Current vaccines are injected therapies (e.g., intramuscular routes) and are good at eliciting systemic immunity. The types of antibodies and immune cells it triggers may travel throughout the body, defending it against invaders, but it has been reported to be inefficient at getting to the mucosal linings (protective mucous that cover the lungs, nasal area, gastrointestinal surface etc.).
This is important, because these are also places where the virus is transmitted. Thus, stopping infection in these places would mean stopping someone carrying and transmitting the virus.
Effective mucosal vaccines are also needed to trigger the production of secretory immunoglobulin A (secretory-IgA), a type of antibody unique to mucosal areas that helps fend off infections.
Unlike typical jabs, mucosal vaccines can be delivered through the nose to get vaccines directly to the nasal cavity and the respiratory tract.
Without mucosal immunity, viruses may still be lurking and infecting cells there, multiplying and, therefore, continuing to be transmitted even within vaccinated populations.
This could be what we are observing with the Delta variant, which may be driving the rise in cases around the world, even in populations with a high percentage of vaccinated individuals.
Stopping virus transmission is key, and mucosal vaccines may be the next arsenal, if not an addition to current tools.
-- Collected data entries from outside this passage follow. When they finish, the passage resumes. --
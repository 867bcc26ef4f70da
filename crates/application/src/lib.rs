//! Application services and ports.

#![forbid(unsafe_code)]

mod audit_ports;
mod session_role_loader;
mod user_admin_service;
mod user_directory_ports;

pub use audit_ports::{
    AuditEvent, AuditLogEntry, AuditLogQuery, AuditLogRepository, AuditRepository,
};
pub use session_role_loader::{RoleFetchTicket, SessionRoleLoader, SessionRoleTracker};
pub use user_admin_service::{RoleChange, UserAdminService};
pub use user_directory_ports::UserDirectoryRepository;
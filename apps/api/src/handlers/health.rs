use axum::Json;

use crate::dto::HealthResponse;

pub async fn health_handler() -> Json<HealthResponse> {
    Json(HealthResponse { status: "ok" })
}
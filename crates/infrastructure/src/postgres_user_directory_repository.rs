//! PostgreSQL-backed user directory.

use async_trait::async_trait;
use sqlx::{FromRow, PgPool};

use mentorhub_application::UserDirectoryRepository;
use mentorhub_core::{AppError, AppResult};
use mentorhub_domain::{DirectoryUser, Role};

/// PostgreSQL implementation of the user directory port.
#[derive(Clone)]
pub struct PostgresUserDirectoryRepository {
    pool: PgPool,
}

impl PostgresUserDirectoryRepository {
    /// Creates a repository with the provided connection pool.
    #[must_use]
    pub fn new(pool: PgPool) -> Self {
        Self { pool }
    }
}

fn require_updated(subject: &str, rows_affected: u64) -> AppResult<()> {
    if rows_affected == 0 {
        return Err(AppError::NotFound(format!("user '{subject}' does not exist")));
    }

    Ok(())
}

#[derive(Debug, FromRow)]
struct UserProfileRow {
    subject: String,
    display_name: String,
    email: Option<String>,
    role: Option<String>,
    suspended: bool,
}

impl TryFrom<UserProfileRow> for DirectoryUser {
    type Error = AppError;

    fn try_from(row: UserProfileRow) -> Result<Self, Self::Error> {
        DirectoryUser::new(
            row.subject,
            row.display_name,
            row.email,
            row.role,
            row.suspended,
        )
    }
}

#[async_trait]
impl UserDirectoryRepository for PostgresUserDirectoryRepository {
    async fn find_role_value(&self, subject: &str) -> AppResult<Option<String>> {
        let role = sqlx::query_scalar::<_, Option<String>>(
            r#"
            SELECT role
            FROM user_profiles
            WHERE subject = $1
            "#,
        )
        .bind(subject)
        .fetch_optional(&self.pool)
        .await
        .map_err(|error| {
            AppError::Internal(format!("failed to read role for '{subject}': {error}"))
        })?;

        Ok(role.flatten())
    }

    async fn find_user(&self, subject: &str) -> AppResult<Option<DirectoryUser>> {
        let row = sqlx::query_as::<_, UserProfileRow>(
            r#"
            SELECT subject, display_name, email, role, suspended
            FROM user_profiles
            WHERE subject = $1
            "#,
        )
        .bind(subject)
        .fetch_optional(&self.pool)
        .await
        .map_err(|error| AppError::Internal(format!("failed to find user '{subject}': {error}")))?;

        row.map(DirectoryUser::try_from).transpose()
    }

    async fn ensure_user(&self, user: DirectoryUser) -> AppResult<DirectoryUser> {
        sqlx::query(
            r#"
            INSERT INTO user_profiles (subject, display_name, email, role, suspended)
            VALUES ($1, $2, $3, $4, $5)
            ON CONFLICT (subject) DO NOTHING
            "#,
        )
        .bind(user.subject())
        .bind(user.display_name())
        .bind(user.email())
        .bind(user.role_value())
        .bind(user.is_suspended())
        .execute(&self.pool)
        .await
        .map_err(|error| {
            AppError::Internal(format!(
                "failed to ensure user profile '{}': {error}",
                user.subject()
            ))
        })?;

        self.find_user(user.subject()).await?.ok_or_else(|| {
            AppError::Internal(format!(
                "user profile '{}' missing after insert",
                user.subject()
            ))
        })
    }

    async fn list_users(&self) -> AppResult<Vec<DirectoryUser>> {
        let rows = sqlx::query_as::<_, UserProfileRow>(
            r#"
            SELECT subject, display_name, email, role, suspended
            FROM user_profiles
            ORDER BY subject
            "#,
        )
        .fetch_all(&self.pool)
        .await
        .map_err(|error| AppError::Internal(format!("failed to list users: {error}")))?;

        rows.into_iter().map(DirectoryUser::try_from).collect()
    }

    async fn save_role(&self, subject: &str, role: Role) -> AppResult<()> {
        let result = sqlx::query(
            r#"
            UPDATE user_profiles
            SET role = $2, updated_at = now()
            WHERE subject = $1
            "#,
        )
        .bind(subject)
        .bind(role.as_str())
        .execute(&self.pool)
        .await
        .map_err(|error| {
            AppError::Internal(format!("failed to save role for '{subject}': {error}"))
        })?;

        require_updated(subject, result.rows_affected())
    }

    async fn set_suspended(&self, subject: &str, suspended: bool) -> AppResult<()> {
        let result = sqlx::query(
            r#"
            UPDATE user_profiles
            SET suspended = $2, updated_at = now()
            WHERE subject = $1
            "#,
        )
        .bind(subject)
        .bind(suspended)
        .execute(&self.pool)
        .await
        .map_err(|error| {
            AppError::Internal(format!(
                "failed to update suspension for '{subject}': {error}"
            ))
        })?;

        require_updated(subject, result.rows_affected())
    }
}
use async_trait::async_trait;
use mentorhub_core::AppResult;
use mentorhub_domain::AuditAction;

/// Immutable audit event payload emitted by application services.
#[derive(Debug, Clone, PartialEq, Eq)]
pub struct AuditEvent {
    /// Subject that performed the action.
    pub subject: String,
    /// Stable audit action identifier.
    pub action: AuditAction,
    /// Resource type label.
    pub resource_type: String,
    /// Resource identifier.
    pub resource_id: String,
    /// Optional audit detail payload.
    pub detail: Option<String>,
}

/// Audit log entry projection for administrative views.
#[derive(Debug, Clone, PartialEq, Eq)]
pub struct AuditLogEntry {
    /// Stable event identifier.
    pub event_id: String,
    /// Actor subject.
    pub subject: String,
    /// Stable action identifier.
    pub action: String,
    /// Event resource type.
    pub resource_type: String,
    /// Event resource identifier.
    pub resource_id: String,
    /// Optional event detail.
    pub detail: Option<String>,
    /// Event timestamp in RFC3339.
    pub created_at: String,
}

/// Query parameters for audit log listing.
#[derive(Debug, Clone, PartialEq, Eq)]
pub struct AuditLogQuery {
    /// Maximum rows returned.
    pub limit: usize,
    /// Number of rows skipped for offset pagination.
    pub offset: usize,
    /// Optional action filter.
    pub action: Option<String>,
    /// Optional subject filter.
    pub subject: Option<String>,
}

/// Port for persisting append-only audit events.
#[async_trait]
pub trait AuditRepository: Send + Sync {
    /// Persists one audit event.
    async fn append_event(&self, event: AuditEvent) -> AppResult<()>;
}

/// Port for reading the audit trail, newest first.
#[async_trait]
pub trait AuditLogRepository: Send + Sync {
    /// Lists most recent audit entries matching the query.
    async fn list_recent_entries(&self, query: AuditLogQuery) -> AppResult<Vec<AuditLogEntry>>;
}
Additionally, the design for next-generation vaccines have to address variant evasion of immunity. Updating vaccines and booster shots appear to be the current response, but it is very risky to assume that we can always update vaccines in time and win the race against the speed of transmission and rate of mutation.
Unless there is a significant increase in capacity, it will take time to produce new or updated vaccines doses, and it would face similar logistics and production hurdles.
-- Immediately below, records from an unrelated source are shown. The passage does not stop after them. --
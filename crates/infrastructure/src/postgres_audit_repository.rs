use async_trait::async_trait;
use sqlx::{FromRow, PgPool};

use mentorhub_application::{
    AuditEvent, AuditLogEntry, AuditLogQuery, AuditLogRepository, AuditRepository,
};
use mentorhub_core::{AppError, AppResult};

/// PostgreSQL-backed append-only audit repository.
#[derive(Clone)]
pub struct PostgresAuditRepository {
    pool: PgPool,
}

impl PostgresAuditRepository {
    /// Creates a repository with the provided connection pool.
    #[must_use]
    pub fn new(pool: PgPool) -> Self {
        Self { pool }
    }
}

#[derive(Debug, FromRow)]
struct AuditLogRow {
    event_id: uuid::Uuid,
    subject: String,
    action: String,
    resource_type: String,
    resource_id: String,
    detail: Option<String>,
    created_at_utc: String,
}

#[async_trait]
impl AuditRepository for PostgresAuditRepository {
    async fn append_event(&self, event: AuditEvent) -> AppResult<()> {
        sqlx::query(
            r#"
            INSERT INTO audit_log_entries (
                subject,
                action,
                resource_type,
                resource_id,
                detail
            )
            VALUES ($1, $2, $3, $4, $5)
            "#,
        )
        .bind(event.subject)
        .bind(event.action.as_str())
        .bind(event.resource_type)
        .bind(event.resource_id)
        .bind(event.detail)
        .execute(&self.pool)
        .await
        .map_err(|error| AppError::Internal(format!("failed to append audit event: {error}")))?;

        Ok(())
    }
}

#[async_trait]
impl AuditLogRepository for PostgresAuditRepository {
    async fn list_recent_entries(&self, query: AuditLogQuery) -> AppResult<Vec<AuditLogEntry>> {
        let capped_limit = i64::try_from(query.limit.clamp(1, 200)).unwrap_or(200);
        let capped_offset = i64::try_from(query.offset.min(5_000)).unwrap_or(5_000);
        let rows = sqlx::query_as::<_, AuditLogRow>(
            r#"
            SELECT
                id AS event_id,
                subject,
                action,
                resource_type,
                resource_id,
                detail,
                to_char(created_at AT TIME ZONE 'UTC', 'YYYY-MM-DD"T"HH24:MI:SS"Z"') AS created_at_utc
            FROM audit_log_entries
            WHERE ($1::TEXT IS NULL OR action = $1)
                AND ($2::TEXT IS NULL OR subject = $2)
            ORDER BY audit_log_entries.created_at DESC, sequence_number DESC
            LIMIT $3
            OFFSET $4
            "#,
        )
        .bind(query.action)
        .bind(query.subject)
        .bind(capped_limit)
        .bind(capped_offset)
        .fetch_all(&self.pool)
        .await
        .map_err(|error| {
            AppError::Internal(format!("failed to list audit log entries: {error}"))
        })?;

        Ok(rows
            .into_iter()
            .map(|row| AuditLogEntry {
                event_id: row.event_id.to_string(),
                subject: row.subject,
                action: row.action,
                resource_type: row.resource_type,
                resource_id: row.resource_id,
                detail: row.detail,
                created_at: row.created_at_utc,
            })
            .collect())
    }
}
use serde::{Deserialize, Serialize};

/// User information persisted in the authenticated session.
#[derive(Debug, Clone, PartialEq, Eq, Serialize, Deserialize)]
pub struct UserIdentity {
    subject: String,
    display_name: String,
    email: Option<String>,
}

impl UserIdentity {
    /// Creates a user identity from authentication data.
    #[must_use]
    pub fn new(
        subject: impl Into<String>,
        display_name: impl Into<String>,
        email: Option<String>,
    ) -> Self {
        Self {
            subject: subject.into(),
            display_name: display_name.into(),
            email,
        }
    }

    /// Returns the stable subject identifier from the identity provider.
    #[must_use]
    pub fn subject(&self) -> &str {
        self.subject.as_str()
    }

    /// Returns the display name for the current user.
    #[must_use]
    pub fn display_name(&self) -> &str {
        self.display_name.as_str()
    }

    /// Returns the email, if the provider returned one.
    #[must_use]
    pub fn email(&self) -> Option<&str> {
        self.email.as_deref()
    }
}
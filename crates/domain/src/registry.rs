//! Role hierarchy and the permission table attached to it.

use mentorhub_core::{AppError, AppResult};

use crate::{HierarchyLevel, PermissionBundle, Role};

const ROLE_COUNT: usize = 10;

/// Immutable permission table keyed by [`Role`].
///
/// Built once at process start and shared behind an `Arc`. Nothing mutates
/// it afterwards.
#[derive(Debug, Clone, PartialEq, Eq)]
pub struct RoleRegistry {
    bundles: [PermissionBundle; ROLE_COUNT],
}

impl RoleRegistry {
    /// Creates a registry from an explicit table.
    ///
    /// Every role must appear exactly once, no ceiling may exceed its own
    /// role's level, and ceilings must not decrease as levels increase.
    pub fn new(entries: impl IntoIterator<Item = (Role, PermissionBundle)>) -> AppResult<Self> {
        let mut slots: [Option<PermissionBundle>; ROLE_COUNT] = [None; ROLE_COUNT];

        for (role, bundle) in entries {
            let slot = &mut slots[slot_index(role)];
            if slot.is_some() {
                return Err(AppError::Validation(format!(
                    "role '{role}' appears more than once in the permission table"
                )));
            }
            *slot = Some(bundle);
        }

        let mut bundles = [PermissionBundle::NONE; ROLE_COUNT];
        for role in Role::all() {
            bundles[slot_index(*role)] = slots[slot_index(*role)].ok_or_else(|| {
                AppError::Validation(format!("role '{role}' is missing from the permission table"))
            })?;
        }

        let registry = Self { bundles };
        registry.validate()?;
        Ok(registry)
    }

    /// Returns the platform's standard permission table.
    #[must_use]
    pub fn standard() -> Self {
        let member = PermissionBundle::NONE;
        let moderator = PermissionBundle {
            manage_reports: true,
            manage_reviews: true,
            view_analytics: true,
            suspend_users: true,
            delete_content: true,
            access_admin_panel: true,
            max_role_level: Role::Mentor.level(),
            ..PermissionBundle::NONE
        };
        let admin = PermissionBundle {
            manage_users: true,
            manage_roles: true,
            manage_mentors: true,
            manage_sessions: true,
            manage_payments: true,
            manage_payouts: true,
            manage_categories: true,
            max_role_level: Role::Admin.level(),
            ..moderator
        };
        let super_admin = PermissionBundle {
            manage_settings: true,
            view_security_logs: true,
            max_role_level: Role::SuperAdmin.level(),
            ..admin
        };

        Self {
            bundles: [
                member,
                member,
                member,
                member,
                member,
                member,
                member,
                moderator,
                admin,
                super_admin,
            ],
        }
    }

    /// Returns the hierarchy level of a role.
    #[must_use]
    pub fn level_of(&self, role: Role) -> HierarchyLevel {
        role.level()
    }

    /// Returns the permission bundle of a role.
    #[must_use]
    pub fn bundle(&self, role: Role) -> &PermissionBundle {
        &self.bundles[slot_index(role)]
    }

    /// Iterates the table in hierarchy order, lowest role first.
    pub fn entries(&self) -> impl Iterator<Item = (Role, &PermissionBundle)> + '_ {
        Role::all().iter().map(|role| (*role, self.bundle(*role)))
    }

    fn validate(&self) -> AppResult<()> {
        let mut previous_ceiling = HierarchyLevel::NONE;

        for (role, bundle) in self.entries() {
            if bundle.max_role_level > role.level() {
                return Err(AppError::Validation(format!(
                    "role '{role}' may not assign above its own level {} (ceiling {})",
                    role.level(),
                    bundle.max_role_level
                )));
            }

            if bundle.max_role_level < previous_ceiling {
                return Err(AppError::Validation(format!(
                    "role '{role}' has ceiling {} below a lower role's ceiling {previous_ceiling}",
                    bundle.max_role_level
                )));
            }

            previous_ceiling = bundle.max_role_level;
        }

        Ok(())
    }
}

impl Default for RoleRegistry {
    fn default() -> Self {
        Self::standard()
    }
}

fn slot_index(role: Role) -> usize {
    role as usize
}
Thus, betting on updated vaccines or boosters as the only solution in some form of future "normalcy" may be a risky choice.
One potential vaccine design strategy to increase protection against variants is to diversify the antigen target. The well-known "S" or "spike" protein is a good choice in vaccine design, given its key role in cell entry, but perhaps other targets should be included.
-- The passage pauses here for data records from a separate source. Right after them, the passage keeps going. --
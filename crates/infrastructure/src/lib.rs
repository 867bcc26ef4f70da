//! Infrastructure adapters for application ports.

#![forbid(unsafe_code)]

mod in_memory_audit_repository;
mod in_memory_user_directory;
mod postgres_audit_repository;
mod postgres_user_directory_repository;

pub use in_memory_audit_repository::InMemoryAuditRepository;
pub use in_memory_user_directory::InMemoryUserDirectory;
pub use postgres_audit_repository::PostgresAuditRepository;
pub use postgres_user_directory_repository::PostgresUserDirectoryRepository;
use std::str::FromStr;

use axum::extract::{Path, Query, State};
use axum::{Extension, Json};
use mentorhub_core::UserIdentity;
use mentorhub_domain::Role;
use serde::Deserialize;

use crate::dto::{
    AuditLogEntryResponse, ChangeRoleRequest, DirectoryUserResponse, RoleChangeResponse,
    RoleDefinitionResponse,
};
use crate::error::ApiResult;
use crate::state::AppState;

#[derive(Debug, Deserialize)]
pub struct AuditLogQuery {
    pub limit: Option<usize>,
    pub offset: Option<usize>,
    pub action: Option<String>,
    pub subject: Option<String>,
}

pub async fn list_users_handler(
    State(state): State<AppState>,
    Extension(user): Extension<UserIdentity>,
) -> ApiResult<Json<Vec<DirectoryUserResponse>>> {
    let users = state
        .user_admin_service
        .list_users(&user)
        .await?
        .into_iter()
        .map(DirectoryUserResponse::from)
        .collect();

    Ok(Json(users))
}

pub async fn assignable_roles_handler(
    State(state): State<AppState>,
    Extension(user): Extension<UserIdentity>,
) -> Json<Vec<RoleDefinitionResponse>> {
    Json(
        state
            .user_admin_service
            .assignable_roles(&user)
            .await
            .into_iter()
            .map(|role| RoleDefinitionResponse::from_role(role, &state.resolver))
            .collect(),
    )
}

pub async fn change_role_handler(
    State(state): State<AppState>,
    Extension(user): Extension<UserIdentity>,
    Path(subject): Path<String>,
    Json(payload): Json<ChangeRoleRequest>,
) -> ApiResult<Json<RoleChangeResponse>> {
    let new_role = Role::from_str(payload.role.as_str())?;
    let change = state
        .user_admin_service
        .change_user_role(&user, subject.as_str(), new_role)
        .await?;

    Ok(Json(RoleChangeResponse::from(change)))
}

pub async fn suspend_user_handler(
    State(state): State<AppState>,
    Extension(user): Extension<UserIdentity>,
    Path(subject): Path<String>,
) -> ApiResult<Json<DirectoryUserResponse>> {
    let suspended = state
        .user_admin_service
        .suspend_user(&user, subject.as_str())
        .await?;

    Ok(Json(DirectoryUserResponse::from(suspended)))
}

pub async fn reinstate_user_handler(
    State(state): State<AppState>,
    Extension(user): Extension<UserIdentity>,
    Path(subject): Path<String>,
) -> ApiResult<Json<DirectoryUserResponse>> {
    let reinstated = state
        .user_admin_service
        .reinstate_user(&user, subject.as_str())
        .await?;

    Ok(Json(DirectoryUserResponse::from(reinstated)))
}

pub async fn list_audit_log_handler(
    State(state): State<AppState>,
    Extension(user): Extension<UserIdentity>,
    Query(query): Query<AuditLogQuery>,
) -> ApiResult<Json<Vec<AuditLogEntryResponse>>> {
    let entries = state
        .user_admin_service
        .list_audit_log(
            &user,
            mentorhub_application::AuditLogQuery {
                limit: query.limit.unwrap_or(50),
                offset: query.offset.unwrap_or(0),
                action: query.action,
                subject: query.subject,
            },
        )
        .await?
        .into_iter()
        .map(AuditLogEntryResponse::from)
        .collect();

    Ok(Json(entries))
}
Virus spikes are essential to its survival and, therefore, the most prone to mutations. Expectedly, variants of concern tend to have notable mutations in the spike, resulting in structural changes of the spike which make them unrecognisable to the immune system and effectively evading antibodies that target them.
In EMIR Research's article, Covid-19 mutations call for new vaccine design, careful inoculation strategy, published in January this year, we pointed to a research where "N" proteins (in addition to "S", or spike proteins) could be a viable target.
In late May, an article in The Atlantic pointed to how an immunologist at the Massachusetts Institute of Technology shared the view that a vaccine that included both N and S targets could afford multiple layers of protection. However, the immunologist also pointed out that having too many targets may produce too many antigen proteins that shift immune resources away from sufficiently dealing with the spikes. So, balance is key.
Antigen targets could vary, but the point here is that without interventions to stop or suppress transmission (in addition to protection from serious symptoms) and widen the coverage against variants, we may lose the race against them.
There are developers exploring such vaccine technologies with similar approaches, but there appears to be just a few compared with other vaccine candidates in development, and most appear to be in early clinical trial phases.
Theoretically, next-generation vaccines with the mentioned characteristics may cover a wider range of potential variants, extending vaccine validity.
Combining this with mucosal immunity, which supresses infection and transmission, virus circulation can be inhibited and the cumulative impact will supress mutations.
Next-generation vaccines provide hope for a sustainable form of future normalcy, and a way-out of the pandemic. Current vaccines were developed at unprecedented speed, and the same level of effort is needed for next-generation vaccines.
The writer is Head of Science & Technology at EMIR Research, an independent think tank focused on strategic policy recommendations based on rigorous research.